#### PROMPT:
Find how many lines of the records hold the string "terms" and reply with only that total.

#### INPUT MATERIAL:
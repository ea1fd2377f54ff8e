// Text-to-candidate stage: cleaning, segmentation, n-gram generation.

pub mod clean;
pub mod ngrams;
pub mod tokenizer;

pub use clean::clean_text;
pub use ngrams::{candidates, is_valid_candidate};
pub use tokenizer::tokenize;

/// Minimum character length for tokens and candidates.
pub const MIN_WORD_LENGTH: usize = 3;

/// Maximum character length for a candidate.
pub const MAX_CANDIDATE_LENGTH: usize = 25;
// Colored terminal output for leaderboards and run reports.
//
// This module handles all terminal-specific formatting. The main.rs command
// handlers delegate here.

use chrono::NaiveDate;
use colored::Colorize;

use crate::dictionary::Dictionary;
use crate::pipeline::preprocess::PreprocessReport;
use crate::pipeline::weekly::WeeklyOutcome;
use crate::store::models::{PendingTerm, RankingEntry};
use crate::week::WeekId;

/// Display one week's per-genre leaderboard.
pub fn display_rankings(week: &WeekId, rankings: &[RankingEntry]) {
    if rankings.is_empty() {
        println!("No rankings stored for {week}. Run `toolrank rank` first.");
        return;
    }

    println!("\n{}", format!("=== AI Tool Ranking {week} ===").bold());

    let mut current_genre: Option<&str> = None;
    for entry in rankings {
        if current_genre != Some(entry.genre.as_str()) {
            println!("\n  {}", entry.genre.cyan().bold());
            current_genre = Some(entry.genre.as_str());
        }

        let new_badge = if entry.is_new {
            "NEW".green().bold().to_string()
        } else {
            String::new()
        };
        println!(
            "    {}  {:<28} {:>8.1}  {}",
            colorize_rank(entry.rank),
            super::truncate_chars(&entry.tool, 25),
            entry.score,
            new_badge,
        );
    }
    println!();
}

/// Summarize a weekly run, then show its leaderboard.
pub fn display_weekly_outcome(outcome: &WeeklyOutcome) {
    println!(
        "Ranked {} from the {} snapshot: {} tools scored",
        outcome.week.to_string().bold(),
        outcome.run_date,
        outcome.scores.len(),
    );
    if !outcome.had_history {
        println!(
            "  {} no ledger for {}, starting from an empty history",
            "~".yellow(),
            outcome.week.previous()
        );
    }
    display_rankings(&outcome.week, &outcome.rankings);
}

/// Display per-source statistics for a preprocessing run.
pub fn display_preprocess_report(report: &PreprocessReport) {
    println!("\n{}", "=== Preprocessing ===".bold());
    for file in &report.files {
        println!("  {}", file.display().to_string().dimmed());
    }
    println!();

    println!(
        "  {:<10} {:>8} {:>8} {:>9} {:>8} {:>9} {:>8}",
        "Source".dimmed(),
        "Records".dimmed(),
        "Matched".dimmed(),
        "Mentions".dimmed(),
        "LowConf".dimmed(),
        "Rejected".dimmed(),
        "Corrupt".dimmed(),
    );
    println!("  {}", "-".repeat(66).dimmed());
    for (kind, stats) in &report.per_source {
        println!(
            "  {:<10} {:>8} {:>8} {:>9} {:>8} {:>9} {:>8}",
            kind.as_str(),
            stats.records,
            stats.matched,
            stats.mentions,
            stats.low_confidence,
            stats.rejected,
            stats.corrupt,
        );
    }
    println!();

    println!(
        "  {} processed rows, {} pending terms (of {} distinct unknown)",
        report.rows.len().to_string().bold(),
        report.pending.len(),
        report.distinct_unknown,
    );
    if report.unrecognized > 0 {
        println!("  {} {} unrecognized records skipped", "!".yellow(), report.unrecognized);
    }
    if report.failed_files > 0 {
        println!("  {} {} files could not be read", "!".red(), report.failed_files);
    }
}

/// Display the most frequent unknown terms of a run.
pub fn display_pending(run_date: Option<NaiveDate>, terms: &[PendingTerm]) {
    let Some(run_date) = run_date else {
        println!("No processed snapshot yet. Run `toolrank preprocess` first.");
        return;
    };
    if terms.is_empty() {
        println!("No unknown terms recorded on {run_date}.");
        return;
    }

    println!(
        "\n{}",
        format!("=== Unknown Terms {run_date} ({} shown) ===", terms.len()).bold()
    );
    for (i, term) in terms.iter().enumerate() {
        println!("  {:>4}. {:<28} {:>6}", i + 1, term.term, term.frequency);
    }
    println!();
}

/// Report dictionary health: size, ambiguous aliases and unranked genres.
pub fn display_dictionary_check(dict: &Dictionary, genres: &[String]) {
    println!(
        "Dictionary: {} tools, {} aliases",
        dict.len(),
        dict.aliases().len()
    );

    let ambiguous = dict.ambiguous_aliases();
    if ambiguous.is_empty() {
        println!("  {} no ambiguous aliases", "ok".green());
    } else {
        println!(
            "  {} {} aliases are registered under more than one tool (first wins):",
            "!".yellow(),
            ambiguous.len()
        );
        for amb in ambiguous {
            println!("    {:<24} {}", amb.alias, amb.owners.join(", ").dimmed());
        }
    }

    let orphaned: Vec<&str> = dict
        .entities()
        .iter()
        .filter(|e| e.aggregate && !genres.contains(&e.genre))
        .map(|e| e.canonical_name.as_str())
        .collect();
    if !orphaned.is_empty() {
        println!(
            "  {} {} tools have a genre outside the genre list and are never ranked: {}",
            "!".yellow(),
            orphaned.len(),
            orphaned.join(", ")
        );
    }
}

/// Colorize a leaderboard position.
fn colorize_rank(rank: u32) -> colored::ColoredString {
    let label = format!("#{rank}");
    match rank {
        1 => label.yellow().bold(),
        2 => label.white().bold(),
        3 => label.bright_red(),
        _ => label.dimmed(),
    }
}
//! # lamco-input-pipeline
//!
//! Input event conditioning for touch and key devices.
//!
//! This crate sits between the driver layer and the application dispatcher:
//! - [`resample`] - touch coordinate resampling aligned to display frames
//! - [`key_command`] - shortcut, key sequence and repeat-key recognition
//! - [`gesture`] - knuckle, two-finger and three-finger tap gestures
//! - [`timer`] / [`dispatch`] - the timer and ability launch boundaries
//!
//! # Architecture
//!
//! ```text
//! lamco-input-pipeline
//!   ├─> InputService (single writer, one event at a time)
//!   │     ├─> KeyCommandEngine   (shortcuts, sequences, repeat keys)
//!   │     ├─> TouchGestureEngine (knuckle taps, two-finger press, 3-finger tap)
//!   │     └─> CoordinateResampler
//!   ├─> TimerService  (tokio tasks or a virtual clock)
//!   └─> AbilityDispatcher (fire-and-forget launches)
//! ```
//!
//! # Data Flow
//!
//! **Key Path:** Driver → KeyboardState → KeyCommandEngine → downstream / launch
//!
//! **Touch Path:** Driver → TouchState → TouchGestureEngine → CoordinateResampler → downstream
//!
//! **Timer Path:** TimerService → ServiceEvent::TimerFired → owning engine

#![warn(clippy::all)]

/// Service and ability launch configuration
pub mod config;

/// Ability launch boundary
pub mod dispatch;

/// Context shared by the engines while they handle an event
pub mod engine;

/// Touch gesture recognition
///
/// Knuckle single/double taps with adaptive thresholds, the two-finger long
/// press and the touchpad three-finger tap.
pub mod gesture;

/// Raw input events, state trackers and the pipeline error type
pub mod input;

/// Shortcut, sequence and repeat-key recognition
pub mod key_command;

/// Event script replay on a virtual clock
pub mod replay;

/// Touch coordinate resampling
pub mod resample;

/// Single-writer service and its tokio event loop
pub mod service;

/// Timer boundary
pub mod timer;

pub use config::Config;
pub use input::{InputError, Result};
pub use service::{InputService, ServiceEvent, ServiceOutput};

#### TASK SOLUTION:
7